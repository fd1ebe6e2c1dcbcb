use std::collections::BTreeMap;
use std::fmt;
use std::time::Duration;

use reqwest::header::{self, HeaderMap, HeaderName, HeaderValue};
use serde::{de::DeserializeOwned, Serialize};
use tokio::time::sleep;
use url::Url;

use crate::{
    classify::{classify_http_failure, FailureContext, RawFailure, RawResponse},
    options::redacted_headers,
    ClassifiedError, ClientOptions, ConfigUpdate, RequestSpec, ResponseEnvelope, Result,
};

#[derive(Clone)]
/// HTTP client bound to one base URL, retrying transient failures.
pub struct HttpClient {
    http: reqwest::Client,
    base_url: Url,
    options: ClientOptions,
}

impl fmt::Debug for HttpClient {
    fn fmt(&self, f: &mut fmt::Formatter<'_>) -> fmt::Result {
        f.debug_struct("HttpClient")
            .field("base_url", &self.base_url.as_str())
            .field("timeout_ms", &self.options.timeout_ms)
            .field("default_headers", &redacted_headers(&self.options.default_headers))
            .field("retry", &self.options.retry)
            .finish()
    }
}

impl HttpClient {
    /// Creates a client for `base_url` with default options.
    ///
    /// Fails with a validation error when the URL is not absolute `http(s)`.
    pub fn new(base_url: impl AsRef<str>) -> Result<Self> {
        Ok(Self {
            http: reqwest::Client::new(),
            base_url: parse_base_url(base_url.as_ref())?,
            options: ClientOptions::default(),
        })
    }

    /// Applies client options such as timeout, default headers and retry behavior.
    pub fn with_options(mut self, opts: ClientOptions) -> Self {
        self.options = opts;
        self
    }

    /// Sends `Authorization: Bearer <token>` with every request.
    ///
    /// If the token is missing the `Bearer ` prefix, it is added automatically.
    pub fn with_bearer_token(mut self, token: impl AsRef<str>) -> Self {
        self.options.default_headers.insert(
            header::AUTHORIZATION.as_str().to_owned(),
            normalize_bearer_authorization(token.as_ref()),
        );
        self
    }

    pub fn base_url(&self) -> &Url {
        &self.base_url
    }

    pub fn options(&self) -> &ClientOptions {
        &self.options
    }

    /// Merges `update` into the current configuration.
    ///
    /// Nothing changes when any part of the update is invalid.
    pub fn update_config(&mut self, update: ConfigUpdate) -> Result<()> {
        let base_url = update
            .base_url
            .as_deref()
            .map(parse_base_url)
            .transpose()?;
        if let Some(timeout_ms) = update.timeout_ms {
            validate_timeout(timeout_ms)?;
        }
        to_header_map(update.headers.iter())?;

        if let Some(base_url) = base_url {
            self.base_url = base_url;
        }
        if let Some(timeout_ms) = update.timeout_ms {
            self.options.timeout_ms = timeout_ms;
        }
        if let Some(retry) = update.retry {
            self.options.retry = retry;
        }
        self.options.default_headers.extend(update.headers);
        Ok(())
    }

    /// Performs one logical request, retrying per the configured policy.
    ///
    /// The body is decoded as JSON into `T`; an empty body decodes as `null`.
    pub async fn request<T: DeserializeOwned>(
        &self,
        spec: &RequestSpec,
    ) -> Result<ResponseEnvelope<T>> {
        let url = self.endpoint_url(spec)?;
        let headers = to_header_map(self.options.default_headers.iter().chain(&spec.headers))?;
        let timeout_ms = spec.timeout_ms.unwrap_or(self.options.timeout_ms);
        validate_timeout(timeout_ms)?;

        let max_attempts = self.options.retry.attempts();
        let mut attempt = 1u32;
        loop {
            match self.send_once(&url, spec, &headers, timeout_ms).await {
                Ok(envelope) => return decode_envelope(envelope, &url),
                Err(failure) => {
                    if failure.is_transient() && attempt < max_attempts {
                        self.wait_before_retry(attempt, &url).await;
                        attempt += 1;
                        continue;
                    }

                    let context = FailureContext {
                        url: Some(url.to_string()),
                        method: Some(spec.method),
                        timeout_ms,
                    };
                    return Err(classify_http_failure(failure, &context));
                }
            }
        }
    }

    pub async fn get<T: DeserializeOwned>(&self, endpoint: &str) -> Result<ResponseEnvelope<T>> {
        self.request(&RequestSpec::get(endpoint)).await
    }

    pub async fn post<T, B>(&self, endpoint: &str, body: &B) -> Result<ResponseEnvelope<T>>
    where
        T: DeserializeOwned,
        B: Serialize + ?Sized,
    {
        self.request(&RequestSpec::post(endpoint).json(to_json_body(body)?))
            .await
    }

    pub async fn put<T, B>(&self, endpoint: &str, body: &B) -> Result<ResponseEnvelope<T>>
    where
        T: DeserializeOwned,
        B: Serialize + ?Sized,
    {
        self.request(&RequestSpec::put(endpoint).json(to_json_body(body)?))
            .await
    }

    pub async fn patch<T, B>(&self, endpoint: &str, body: &B) -> Result<ResponseEnvelope<T>>
    where
        T: DeserializeOwned,
        B: Serialize + ?Sized,
    {
        self.request(&RequestSpec::patch(endpoint).json(to_json_body(body)?))
            .await
    }

    pub async fn delete<T: DeserializeOwned>(
        &self,
        endpoint: &str,
    ) -> Result<ResponseEnvelope<T>> {
        self.request(&RequestSpec::delete(endpoint)).await
    }

    fn endpoint_url(&self, spec: &RequestSpec) -> Result<Url> {
        let base = self.base_url.as_str().trim_end_matches('/');
        let path = spec.endpoint.trim_start_matches('/');
        let mut url = Url::parse(&format!("{base}/{path}")).map_err(|err| {
            ClassifiedError::validation(
                "endpoint",
                format!("invalid endpoint '{}': {err}", spec.endpoint),
            )
        })?;

        if !spec.segments.is_empty() {
            url.path_segments_mut()
                .map_err(|()| {
                    ClassifiedError::validation(
                        "endpoint",
                        format!("cannot append path segments to '{}'", spec.endpoint),
                    )
                })?
                .pop_if_empty()
                .extend(&spec.segments);
        }

        if !spec.query.is_empty() {
            url.query_pairs_mut().extend_pairs(
                spec.query
                    .iter()
                    .map(|(key, value)| (key.as_str(), value.as_str())),
            );
        }
        Ok(url)
    }

    async fn send_once(
        &self,
        url: &Url,
        spec: &RequestSpec,
        headers: &HeaderMap,
        timeout_ms: u64,
    ) -> std::result::Result<ResponseEnvelope<String>, RawFailure> {
        let mut builder = self
            .http
            .request(spec.method.into(), url.clone())
            .headers(headers.clone())
            .timeout(Duration::from_millis(timeout_ms));
        if let Some(body) = &spec.body {
            builder = builder.json(body);
        }

        let response = builder.send().await.map_err(raw_transport_failure)?;
        let status = response.status();
        let status_text = status.canonical_reason().unwrap_or_default().to_owned();
        let headers = collect_headers(response.headers());
        let body = response.text().await.map_err(raw_transport_failure)?;

        if !status.is_success() {
            return Err(RawFailure::Response(RawResponse {
                status: status.as_u16(),
                status_text,
                content_type: headers.get(header::CONTENT_TYPE.as_str()).cloned(),
                body,
            }));
        }

        Ok(ResponseEnvelope {
            data: body,
            status: status.as_u16(),
            status_text,
            headers,
        })
    }

    /// Sleeps for the backoff that precedes retry number `retry`.
    async fn wait_before_retry(&self, retry: u32, url: &Url) {
        let delay = self.options.retry.delay_for(retry);

        tracing::debug!(
            url = %url,
            retry,
            delay_ms = delay.as_millis() as u64,
            "retrying request"
        );

        sleep(delay).await;
    }
}

fn parse_base_url(raw: &str) -> Result<Url> {
    let url = Url::parse(raw.trim()).map_err(|err| {
        ClassifiedError::validation("base_url", format!("invalid base URL '{raw}': {err}"))
    })?;
    if !matches!(url.scheme(), "http" | "https") || url.cannot_be_a_base() {
        return Err(ClassifiedError::validation(
            "base_url",
            format!("base URL must be an absolute http(s) URL, got '{raw}'"),
        ));
    }
    Ok(url)
}

fn validate_timeout(timeout_ms: u64) -> Result<()> {
    if timeout_ms == 0 {
        return Err(ClassifiedError::validation(
            "timeout_ms",
            "timeout must be greater than zero",
        ));
    }
    Ok(())
}

fn to_header_map<'a, I>(pairs: I) -> Result<HeaderMap>
where
    I: IntoIterator<Item = (&'a String, &'a String)>,
{
    let mut headers = HeaderMap::new();
    for (name, value) in pairs {
        let header_name = HeaderName::from_bytes(name.as_bytes()).map_err(|_| {
            ClassifiedError::validation("headers", format!("invalid header name '{name}'"))
        })?;
        let mut header_value = HeaderValue::from_str(value).map_err(|_| {
            ClassifiedError::validation("headers", format!("invalid value for header '{name}'"))
        })?;
        if header_name == header::AUTHORIZATION {
            header_value.set_sensitive(true);
        }
        headers.insert(header_name, header_value);
    }
    Ok(headers)
}

fn collect_headers(headers: &HeaderMap) -> BTreeMap<String, String> {
    headers
        .iter()
        .filter_map(|(name, value)| {
            value
                .to_str()
                .ok()
                .map(|value| (name.as_str().to_owned(), value.to_owned()))
        })
        .collect()
}

fn raw_transport_failure(err: reqwest::Error) -> RawFailure {
    if err.is_timeout() {
        RawFailure::TimedOut
    } else {
        RawFailure::Transport(err)
    }
}

fn decode_envelope<T: DeserializeOwned>(
    envelope: ResponseEnvelope<String>,
    url: &Url,
) -> Result<ResponseEnvelope<T>> {
    let data = {
        let body = envelope.data.trim();
        let body = if body.is_empty() { "null" } else { body };
        serde_json::from_str::<T>(body).map_err(|err| {
            ClassifiedError::decode(format!("invalid response JSON from {url}: {err}"))
        })?
    };
    Ok(envelope.map(|_| data))
}

fn to_json_body<B: Serialize + ?Sized>(body: &B) -> Result<serde_json::Value> {
    serde_json::to_value(body)
        .map_err(|err| ClassifiedError::validation("body", format!("unserializable body: {err}")))
}

fn normalize_bearer_authorization(token: &str) -> String {
    let trimmed = token.trim();
    let prefix = trimmed.get(..7);
    if prefix.is_some_and(|value| value.eq_ignore_ascii_case("bearer ")) {
        trimmed.to_owned()
    } else {
        format!("Bearer {trimmed}")
    }
}

#[cfg(test)]
mod tests {
    use super::{normalize_bearer_authorization, HttpClient};
    use crate::{ConfigUpdate, ErrorKind, RequestSpec};

    #[test]
    fn bare_github_token_gets_bearer_scheme() {
        assert_eq!(
            normalize_bearer_authorization("  ghp_abc123 "),
            "Bearer ghp_abc123"
        );
        assert_eq!(
            normalize_bearer_authorization("github_pat_11AB"),
            "Bearer github_pat_11AB"
        );
    }

    #[test]
    fn token_with_scheme_is_left_alone() {
        assert_eq!(
            normalize_bearer_authorization("bearer ghp_abc123"),
            "bearer ghp_abc123"
        );
        assert_eq!(normalize_bearer_authorization("Bearer"), "Bearer Bearer");
    }

    #[test]
    fn debug_redacts_authorization_value() {
        let client = HttpClient::new("https://api.github.com")
            .expect("valid base url")
            .with_bearer_token("secret-token");
        let debug = format!("{client:?}");
        assert!(debug.contains("<redacted>"));
        assert!(!debug.contains("secret-token"));
    }

    #[test]
    fn rejects_non_http_base_url() {
        let err = HttpClient::new("ftp://example.com").expect_err("ftp must be rejected");
        assert!(matches!(
            err.kind(),
            ErrorKind::Validation { field: Some(field), .. } if field == "base_url"
        ));
        assert!(HttpClient::new("not a url").is_err());
    }

    #[test]
    fn endpoint_url_keeps_base_path_and_encodes_query() {
        let client = HttpClient::new("https://ghe.example.com/api/v3/").expect("valid base url");
        let spec = RequestSpec::get("/search/users").query("q", "linus torvalds");
        let url = client.endpoint_url(&spec).expect("valid endpoint");
        assert_eq!(
            url.as_str(),
            "https://ghe.example.com/api/v3/search/users?q=linus+torvalds"
        );
    }

    #[test]
    fn segments_are_percent_encoded() {
        let client = HttpClient::new("https://api.github.com").expect("valid base url");
        let spec = RequestSpec::get("/users")
            .segment("octocat_acme")
            .segment("a/b c")
            .segment("repos");
        let url = client.endpoint_url(&spec).expect("valid endpoint");
        assert_eq!(
            url.as_str(),
            "https://api.github.com/users/octocat_acme/a%2Fb%20c/repos"
        );
    }

    #[test]
    fn update_config_merges_headers_and_is_all_or_nothing() {
        let mut client = HttpClient::new("https://api.github.com").expect("valid base url");
        client
            .update_config(ConfigUpdate::default().header("X-One", "1"))
            .expect("valid update");
        client
            .update_config(ConfigUpdate {
                timeout_ms: Some(2_000),
                ..ConfigUpdate::default().header("X-Two", "2")
            })
            .expect("valid update");

        assert_eq!(client.options().timeout_ms, 2_000);
        assert_eq!(client.options().default_headers.len(), 2);

        let rejected = client.update_config(ConfigUpdate {
            base_url: Some("https://other.example.com".to_owned()),
            timeout_ms: Some(0),
            ..ConfigUpdate::default()
        });
        assert!(rejected.is_err());
        assert_eq!(client.base_url().as_str(), "https://api.github.com/");
        assert_eq!(client.options().timeout_ms, 2_000);
    }

    #[test]
    fn invalid_header_is_a_validation_error() {
        let mut client = HttpClient::new("https://api.github.com").expect("valid base url");
        let err = client
            .update_config(ConfigUpdate::default().header("bad header", "x"))
            .expect_err("space in header name must be rejected");
        assert_eq!(err.code(), "VALIDATION_ERROR");
    }
}
use chrono::{DateTime, TimeZone, Utc};
use serde::{Deserialize, Serialize};

/// A GitHub account as returned by search and profile endpoints.
///
/// Profile-only fields (`name`, `bio`, counters, `created_at`) are absent
/// from search results and default to `None`.
#[derive(Clone, Debug, PartialEq, Serialize, Deserialize)]
pub struct User {
    pub login: String,
    pub id: u64,
    #[serde(default)]
    pub node_id: String,
    pub avatar_url: String,
    pub html_url: String,
    #[serde(default)]
    pub repos_url: Option<String>,
    #[serde(rename = "type", default)]
    pub account_type: Option<String>,
    #[serde(default)]
    pub site_admin: bool,
    #[serde(default)]
    pub score: Option<f64>,
    #[serde(default)]
    pub name: Option<String>,
    #[serde(default)]
    pub bio: Option<String>,
    #[serde(default)]
    pub public_repos: Option<u32>,
    #[serde(default)]
    pub followers: Option<u32>,
    #[serde(default)]
    pub following: Option<u32>,
    #[serde(default)]
    pub created_at: Option<DateTime<Utc>>,
}

/// Response of `/search/users`.
#[derive(Clone, Debug, PartialEq, Serialize, Deserialize)]
pub struct UserSearchResult {
    pub total_count: u64,
    pub incomplete_results: bool,
    pub items: Vec<User>,
}

#[derive(Clone, Debug, PartialEq, Eq, Serialize, Deserialize)]
pub struct License {
    pub key: String,
    pub name: String,
    #[serde(default)]
    pub spdx_id: Option<String>,
    #[serde(default)]
    pub url: Option<String>,
}

#[derive(Clone, Debug, PartialEq, Serialize, Deserialize)]
pub struct Repository {
    pub id: u64,
    pub name: String,
    pub full_name: String,
    pub description: Option<String>,
    pub html_url: String,
    #[serde(default)]
    pub clone_url: Option<String>,
    pub language: Option<String>,
    #[serde(default)]
    pub stargazers_count: u64,
    #[serde(default)]
    pub watchers_count: u64,
    #[serde(default)]
    pub forks_count: u64,
    #[serde(default)]
    pub open_issues_count: u64,
    #[serde(default)]
    pub size: u64,
    #[serde(default)]
    pub default_branch: Option<String>,
    #[serde(default)]
    pub topics: Vec<String>,
    pub created_at: DateTime<Utc>,
    pub updated_at: DateTime<Utc>,
    pub pushed_at: Option<DateTime<Utc>>,
    #[serde(default)]
    pub private: bool,
    #[serde(default)]
    pub fork: bool,
    #[serde(default)]
    pub archived: bool,
    #[serde(default)]
    pub disabled: bool,
    #[serde(default)]
    pub visibility: Option<String>,
    pub license: Option<License>,
    pub owner: User,
}

/// Health bucket of the remaining request quota.
#[derive(Clone, Copy, Debug, PartialEq, Eq)]
pub enum RateLimitStatus {
    /// More than half of the quota left.
    Healthy,
    /// More than a fifth left.
    Warning,
    Critical,
}

/// Core API quota from `/rate_limit`.
#[derive(Clone, Debug, PartialEq, Eq, Serialize, Deserialize)]
pub struct RateLimit {
    pub limit: u32,
    pub remaining: u32,
    /// Reset instant in Unix seconds.
    pub reset: i64,
    #[serde(default)]
    pub used: u32,
    #[serde(default)]
    pub resource: Option<String>,
}

impl RateLimit {
    pub fn remaining_percent(&self) -> f64 {
        if self.limit == 0 {
            return 0.0;
        }
        f64::from(self.remaining) / f64::from(self.limit) * 100.0
    }

    pub fn status(&self) -> RateLimitStatus {
        let percent = self.remaining_percent();
        if percent > 50.0 {
            RateLimitStatus::Healthy
        } else if percent > 20.0 {
            RateLimitStatus::Warning
        } else {
            RateLimitStatus::Critical
        }
    }

    pub fn reset_at(&self) -> Option<DateTime<Utc>> {
        Utc.timestamp_opt(self.reset, 0).single()
    }
}

/// Sort keys accepted by user search.
#[derive(Clone, Copy, Debug, PartialEq, Eq, Serialize, Deserialize)]
#[serde(rename_all = "snake_case")]
pub enum UserSort {
    Followers,
    Repositories,
    Joined,
}

#[derive(Clone, Copy, Debug, Default, PartialEq, Eq, Serialize, Deserialize)]
#[serde(rename_all = "snake_case")]
pub enum SortOrder {
    Asc,
    #[default]
    Desc,
}

#[derive(Clone, Copy, Debug, Default, PartialEq, Eq, Serialize, Deserialize)]
#[serde(rename_all = "snake_case")]
pub enum RepoType {
    #[default]
    Owner,
    Member,
    Collaborator,
}

#[derive(Clone, Copy, Debug, Default, PartialEq, Eq, Serialize, Deserialize)]
#[serde(rename_all = "snake_case")]
pub enum RepoSort {
    Created,
    #[default]
    Updated,
    Pushed,
    FullName,
}

impl UserSort {
    pub fn as_str(self) -> &'static str {
        match self {
            Self::Followers => "followers",
            Self::Repositories => "repositories",
            Self::Joined => "joined",
        }
    }
}

impl SortOrder {
    pub fn as_str(self) -> &'static str {
        match self {
            Self::Asc => "asc",
            Self::Desc => "desc",
        }
    }
}

impl RepoType {
    pub fn as_str(self) -> &'static str {
        match self {
            Self::Owner => "owner",
            Self::Member => "member",
            Self::Collaborator => "collaborator",
        }
    }
}

impl RepoSort {
    pub fn as_str(self) -> &'static str {
        match self {
            Self::Created => "created",
            Self::Updated => "updated",
            Self::Pushed => "pushed",
            Self::FullName => "full_name",
        }
    }
}

/// Parameters of [`GithubClient::search_users`](crate::GithubClient::search_users).
#[derive(Clone, Debug, PartialEq, Eq)]
pub struct SearchParams {
    pub query: String,
    pub sort: Option<UserSort>,
    pub order: Option<SortOrder>,
    /// `None` uses the configured default page size.
    pub per_page: Option<u32>,
    pub page: u32,
}

impl SearchParams {
    pub fn new(query: impl Into<String>) -> Self {
        Self {
            query: query.into(),
            sort: None,
            order: None,
            per_page: None,
            page: 1,
        }
    }

    pub fn sort(mut self, sort: UserSort, order: SortOrder) -> Self {
        self.sort = Some(sort);
        self.order = Some(order);
        self
    }

    pub fn per_page(mut self, per_page: u32) -> Self {
        self.per_page = Some(per_page);
        self
    }

    pub fn page(mut self, page: u32) -> Self {
        self.page = page;
        self
    }
}

/// Parameters of [`GithubClient::get_user_repositories`](crate::GithubClient::get_user_repositories).
#[derive(Clone, Debug, PartialEq, Eq)]
pub struct RepoParams {
    pub username: String,
    pub kind: RepoType,
    pub sort: RepoSort,
    pub direction: SortOrder,
    pub per_page: Option<u32>,
    pub page: u32,
}

impl RepoParams {
    pub fn new(username: impl Into<String>) -> Self {
        Self {
            username: username.into(),
            kind: RepoType::default(),
            sort: RepoSort::default(),
            direction: SortOrder::default(),
            per_page: None,
            page: 1,
        }
    }

    pub fn per_page(mut self, per_page: u32) -> Self {
        self.per_page = Some(per_page);
        self
    }

    pub fn page(mut self, page: u32) -> Self {
        self.page = page;
        self
    }
}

• Assignment
Only lines containing the string "rejected" are needed. Pull each of them out of the records above.

• Written reply
        let err = HttpClient::new("ftp://example.com").expect_err("ftp must be rejected");
        let rejected = client.update_config(ConfigUpdate {
        assert!(rejected.is_err());
            .expect_err("space in header name must be rejected");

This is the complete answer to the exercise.